What is being asked » Take the data below and filter it for lines containing the word "operations"; show each line found.

Exercise data »
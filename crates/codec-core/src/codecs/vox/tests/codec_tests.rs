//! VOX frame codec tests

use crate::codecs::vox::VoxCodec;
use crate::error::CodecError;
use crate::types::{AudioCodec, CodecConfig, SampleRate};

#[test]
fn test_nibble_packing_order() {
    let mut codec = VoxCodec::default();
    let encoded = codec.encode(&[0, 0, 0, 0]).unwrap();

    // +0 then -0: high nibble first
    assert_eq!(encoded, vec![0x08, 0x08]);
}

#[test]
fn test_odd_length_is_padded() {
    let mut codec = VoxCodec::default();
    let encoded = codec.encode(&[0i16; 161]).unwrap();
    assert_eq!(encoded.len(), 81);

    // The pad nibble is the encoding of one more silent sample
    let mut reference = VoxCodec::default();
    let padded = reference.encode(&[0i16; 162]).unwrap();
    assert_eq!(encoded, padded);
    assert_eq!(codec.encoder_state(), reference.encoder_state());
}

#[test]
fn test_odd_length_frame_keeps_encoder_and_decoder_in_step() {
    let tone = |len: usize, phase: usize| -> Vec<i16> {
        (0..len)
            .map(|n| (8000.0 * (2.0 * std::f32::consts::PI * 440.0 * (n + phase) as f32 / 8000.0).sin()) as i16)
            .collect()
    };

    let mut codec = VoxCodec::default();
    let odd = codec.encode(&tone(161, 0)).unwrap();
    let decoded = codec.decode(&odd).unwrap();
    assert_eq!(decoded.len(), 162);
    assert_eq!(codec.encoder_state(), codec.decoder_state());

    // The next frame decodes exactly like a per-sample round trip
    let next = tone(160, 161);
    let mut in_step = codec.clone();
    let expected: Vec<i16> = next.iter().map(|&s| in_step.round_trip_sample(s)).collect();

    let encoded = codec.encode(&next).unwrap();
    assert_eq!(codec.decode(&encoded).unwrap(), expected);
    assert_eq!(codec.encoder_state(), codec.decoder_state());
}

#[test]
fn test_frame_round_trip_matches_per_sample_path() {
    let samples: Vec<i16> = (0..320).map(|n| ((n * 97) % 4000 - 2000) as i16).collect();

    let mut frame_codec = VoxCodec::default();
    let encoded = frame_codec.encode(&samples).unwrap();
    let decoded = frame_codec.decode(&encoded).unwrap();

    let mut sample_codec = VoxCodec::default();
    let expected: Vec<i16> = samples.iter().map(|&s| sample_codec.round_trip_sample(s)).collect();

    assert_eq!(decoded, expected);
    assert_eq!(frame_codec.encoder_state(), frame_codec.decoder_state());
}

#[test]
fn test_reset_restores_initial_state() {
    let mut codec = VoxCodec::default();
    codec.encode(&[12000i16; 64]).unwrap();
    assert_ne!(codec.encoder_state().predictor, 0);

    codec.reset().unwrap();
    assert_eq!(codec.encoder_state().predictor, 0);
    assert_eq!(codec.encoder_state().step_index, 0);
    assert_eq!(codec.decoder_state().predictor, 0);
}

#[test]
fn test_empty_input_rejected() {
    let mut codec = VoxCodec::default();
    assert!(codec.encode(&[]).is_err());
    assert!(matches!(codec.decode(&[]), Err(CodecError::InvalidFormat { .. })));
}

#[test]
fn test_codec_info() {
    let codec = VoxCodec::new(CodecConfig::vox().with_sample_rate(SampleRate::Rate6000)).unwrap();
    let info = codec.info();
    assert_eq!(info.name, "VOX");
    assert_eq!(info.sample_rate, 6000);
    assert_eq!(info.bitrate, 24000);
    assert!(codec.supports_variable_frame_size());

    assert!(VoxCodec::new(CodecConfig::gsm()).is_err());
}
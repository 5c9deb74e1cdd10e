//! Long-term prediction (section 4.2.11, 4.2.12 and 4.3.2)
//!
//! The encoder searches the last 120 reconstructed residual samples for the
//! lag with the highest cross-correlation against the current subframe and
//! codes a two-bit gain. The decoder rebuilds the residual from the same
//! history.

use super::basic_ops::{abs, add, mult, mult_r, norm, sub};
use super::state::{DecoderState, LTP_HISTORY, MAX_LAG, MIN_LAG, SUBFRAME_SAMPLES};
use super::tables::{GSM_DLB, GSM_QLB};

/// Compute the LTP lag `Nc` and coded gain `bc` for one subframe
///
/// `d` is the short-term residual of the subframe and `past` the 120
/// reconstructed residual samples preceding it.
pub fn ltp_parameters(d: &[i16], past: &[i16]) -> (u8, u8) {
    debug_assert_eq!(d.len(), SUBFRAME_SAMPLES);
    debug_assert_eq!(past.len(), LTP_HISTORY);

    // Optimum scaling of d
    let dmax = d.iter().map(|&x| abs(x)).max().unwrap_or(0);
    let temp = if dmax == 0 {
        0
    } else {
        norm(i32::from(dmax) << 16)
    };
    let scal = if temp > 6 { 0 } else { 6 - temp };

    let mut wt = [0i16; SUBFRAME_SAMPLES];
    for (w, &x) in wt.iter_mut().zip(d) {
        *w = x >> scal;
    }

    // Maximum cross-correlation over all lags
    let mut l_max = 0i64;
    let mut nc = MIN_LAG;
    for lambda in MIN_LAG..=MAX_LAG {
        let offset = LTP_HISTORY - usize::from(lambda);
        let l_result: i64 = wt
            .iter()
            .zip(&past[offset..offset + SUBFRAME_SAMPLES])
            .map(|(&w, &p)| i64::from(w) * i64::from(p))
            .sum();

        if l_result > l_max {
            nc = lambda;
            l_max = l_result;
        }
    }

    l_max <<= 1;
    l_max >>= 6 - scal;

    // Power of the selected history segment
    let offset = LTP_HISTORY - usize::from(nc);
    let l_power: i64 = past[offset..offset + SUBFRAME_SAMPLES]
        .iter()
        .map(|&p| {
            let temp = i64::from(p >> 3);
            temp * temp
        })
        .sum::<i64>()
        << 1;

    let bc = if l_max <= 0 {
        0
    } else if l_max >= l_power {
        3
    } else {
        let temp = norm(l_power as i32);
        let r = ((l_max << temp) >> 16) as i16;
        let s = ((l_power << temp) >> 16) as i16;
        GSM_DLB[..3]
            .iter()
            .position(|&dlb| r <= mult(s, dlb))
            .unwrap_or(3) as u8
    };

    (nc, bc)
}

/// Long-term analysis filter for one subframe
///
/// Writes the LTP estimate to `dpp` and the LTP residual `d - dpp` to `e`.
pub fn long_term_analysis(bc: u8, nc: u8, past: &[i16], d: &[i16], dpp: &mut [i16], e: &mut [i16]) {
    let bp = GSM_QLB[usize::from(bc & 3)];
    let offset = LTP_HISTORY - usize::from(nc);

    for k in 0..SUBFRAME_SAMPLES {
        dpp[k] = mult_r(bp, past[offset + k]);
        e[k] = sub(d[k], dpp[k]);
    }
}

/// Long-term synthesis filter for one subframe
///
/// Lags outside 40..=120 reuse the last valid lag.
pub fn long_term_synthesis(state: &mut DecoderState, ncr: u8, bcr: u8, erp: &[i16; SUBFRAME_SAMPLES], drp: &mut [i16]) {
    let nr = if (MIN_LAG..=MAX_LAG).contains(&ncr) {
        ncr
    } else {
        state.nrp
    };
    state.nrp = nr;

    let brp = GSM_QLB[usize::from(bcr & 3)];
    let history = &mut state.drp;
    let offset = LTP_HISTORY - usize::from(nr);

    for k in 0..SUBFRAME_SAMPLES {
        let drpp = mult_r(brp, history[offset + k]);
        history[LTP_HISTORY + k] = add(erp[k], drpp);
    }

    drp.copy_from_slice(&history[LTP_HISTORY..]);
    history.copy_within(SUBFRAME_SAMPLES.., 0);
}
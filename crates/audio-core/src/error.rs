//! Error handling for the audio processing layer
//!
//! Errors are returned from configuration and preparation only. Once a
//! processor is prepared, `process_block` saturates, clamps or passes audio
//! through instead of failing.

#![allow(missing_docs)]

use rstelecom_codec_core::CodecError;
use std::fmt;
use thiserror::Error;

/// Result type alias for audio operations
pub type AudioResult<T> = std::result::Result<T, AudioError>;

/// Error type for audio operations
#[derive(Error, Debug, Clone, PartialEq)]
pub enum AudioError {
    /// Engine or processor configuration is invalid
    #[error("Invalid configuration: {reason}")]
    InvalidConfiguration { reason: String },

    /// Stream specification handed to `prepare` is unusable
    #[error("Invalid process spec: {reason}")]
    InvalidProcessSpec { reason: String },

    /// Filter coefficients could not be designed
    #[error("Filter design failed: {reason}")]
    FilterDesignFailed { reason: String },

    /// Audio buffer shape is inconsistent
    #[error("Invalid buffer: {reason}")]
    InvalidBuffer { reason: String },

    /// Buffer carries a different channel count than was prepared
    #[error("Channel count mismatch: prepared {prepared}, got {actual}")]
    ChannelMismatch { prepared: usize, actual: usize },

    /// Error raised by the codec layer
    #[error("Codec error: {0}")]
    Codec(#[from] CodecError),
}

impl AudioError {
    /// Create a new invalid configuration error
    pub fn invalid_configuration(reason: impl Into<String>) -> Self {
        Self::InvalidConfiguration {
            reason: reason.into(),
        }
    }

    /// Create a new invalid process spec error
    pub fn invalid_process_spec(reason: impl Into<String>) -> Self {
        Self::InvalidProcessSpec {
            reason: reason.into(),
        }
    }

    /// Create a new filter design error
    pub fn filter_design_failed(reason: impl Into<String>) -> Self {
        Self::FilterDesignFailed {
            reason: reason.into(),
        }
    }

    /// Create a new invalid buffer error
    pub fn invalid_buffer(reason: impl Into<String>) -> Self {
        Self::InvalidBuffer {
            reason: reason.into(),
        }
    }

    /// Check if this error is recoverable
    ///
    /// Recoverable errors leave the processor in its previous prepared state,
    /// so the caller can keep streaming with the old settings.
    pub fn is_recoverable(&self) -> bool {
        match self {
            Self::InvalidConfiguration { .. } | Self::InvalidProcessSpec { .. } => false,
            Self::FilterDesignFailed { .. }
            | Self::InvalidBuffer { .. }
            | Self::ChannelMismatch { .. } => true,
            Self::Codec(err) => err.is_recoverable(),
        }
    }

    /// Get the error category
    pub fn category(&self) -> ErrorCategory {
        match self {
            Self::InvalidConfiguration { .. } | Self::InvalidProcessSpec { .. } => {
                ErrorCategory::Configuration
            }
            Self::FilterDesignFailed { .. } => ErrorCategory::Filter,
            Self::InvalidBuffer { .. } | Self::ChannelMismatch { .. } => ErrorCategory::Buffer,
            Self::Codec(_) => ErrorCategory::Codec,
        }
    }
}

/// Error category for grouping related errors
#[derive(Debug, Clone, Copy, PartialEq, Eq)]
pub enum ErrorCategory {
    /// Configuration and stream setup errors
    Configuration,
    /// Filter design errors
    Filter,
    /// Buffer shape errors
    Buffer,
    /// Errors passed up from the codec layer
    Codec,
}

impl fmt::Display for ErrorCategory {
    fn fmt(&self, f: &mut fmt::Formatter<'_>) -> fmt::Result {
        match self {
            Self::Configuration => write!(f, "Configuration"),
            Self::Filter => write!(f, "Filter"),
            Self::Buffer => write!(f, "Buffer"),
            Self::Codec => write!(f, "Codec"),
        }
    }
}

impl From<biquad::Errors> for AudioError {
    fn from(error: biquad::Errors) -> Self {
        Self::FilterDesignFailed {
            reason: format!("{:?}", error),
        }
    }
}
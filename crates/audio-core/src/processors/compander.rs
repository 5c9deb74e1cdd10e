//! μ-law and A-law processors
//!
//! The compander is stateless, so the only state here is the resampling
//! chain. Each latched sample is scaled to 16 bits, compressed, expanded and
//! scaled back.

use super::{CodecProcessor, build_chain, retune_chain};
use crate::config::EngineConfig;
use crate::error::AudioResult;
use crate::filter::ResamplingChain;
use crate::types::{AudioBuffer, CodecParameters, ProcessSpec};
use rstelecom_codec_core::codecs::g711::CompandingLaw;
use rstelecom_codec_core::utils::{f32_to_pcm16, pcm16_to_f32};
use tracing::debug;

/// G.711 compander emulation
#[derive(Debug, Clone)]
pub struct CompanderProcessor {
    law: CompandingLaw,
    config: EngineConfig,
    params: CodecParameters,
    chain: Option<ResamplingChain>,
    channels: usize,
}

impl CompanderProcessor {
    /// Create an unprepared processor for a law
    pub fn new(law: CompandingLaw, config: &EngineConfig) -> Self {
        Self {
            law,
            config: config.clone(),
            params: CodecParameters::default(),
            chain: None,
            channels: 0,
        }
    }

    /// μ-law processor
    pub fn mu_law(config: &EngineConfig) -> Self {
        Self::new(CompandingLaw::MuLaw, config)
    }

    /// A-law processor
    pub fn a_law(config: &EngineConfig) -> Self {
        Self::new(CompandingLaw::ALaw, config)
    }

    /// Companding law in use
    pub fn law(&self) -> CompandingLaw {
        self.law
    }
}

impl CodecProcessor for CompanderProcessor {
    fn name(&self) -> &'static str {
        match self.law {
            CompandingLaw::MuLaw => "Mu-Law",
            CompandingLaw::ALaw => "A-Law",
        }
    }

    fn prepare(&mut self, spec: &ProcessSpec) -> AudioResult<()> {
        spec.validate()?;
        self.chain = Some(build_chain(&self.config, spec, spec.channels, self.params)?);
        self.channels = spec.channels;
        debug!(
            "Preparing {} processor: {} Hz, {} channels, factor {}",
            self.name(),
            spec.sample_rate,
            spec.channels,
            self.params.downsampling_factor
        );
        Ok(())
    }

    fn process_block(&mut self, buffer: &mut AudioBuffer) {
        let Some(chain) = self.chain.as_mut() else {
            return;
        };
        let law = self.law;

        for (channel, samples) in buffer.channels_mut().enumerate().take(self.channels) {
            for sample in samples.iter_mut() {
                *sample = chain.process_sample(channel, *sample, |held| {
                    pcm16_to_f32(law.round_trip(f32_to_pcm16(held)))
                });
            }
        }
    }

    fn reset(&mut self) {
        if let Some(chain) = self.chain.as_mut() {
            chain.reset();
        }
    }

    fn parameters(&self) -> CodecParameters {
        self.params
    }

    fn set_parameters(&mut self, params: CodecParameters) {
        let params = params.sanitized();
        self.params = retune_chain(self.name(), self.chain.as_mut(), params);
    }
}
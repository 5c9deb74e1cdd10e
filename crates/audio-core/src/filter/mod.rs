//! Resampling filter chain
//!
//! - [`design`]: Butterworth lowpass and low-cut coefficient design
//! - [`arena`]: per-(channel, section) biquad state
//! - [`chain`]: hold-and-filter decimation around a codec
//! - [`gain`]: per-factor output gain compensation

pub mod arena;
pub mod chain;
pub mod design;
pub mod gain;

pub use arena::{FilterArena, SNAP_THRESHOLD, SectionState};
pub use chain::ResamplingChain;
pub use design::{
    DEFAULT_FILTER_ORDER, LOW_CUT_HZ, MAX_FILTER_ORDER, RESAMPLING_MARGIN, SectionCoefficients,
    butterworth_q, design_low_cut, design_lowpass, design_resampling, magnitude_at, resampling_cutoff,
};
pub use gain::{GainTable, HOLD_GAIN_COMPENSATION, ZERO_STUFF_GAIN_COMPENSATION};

Answer for the task »
/// Result type alias for audio operations
/// Error type for audio operations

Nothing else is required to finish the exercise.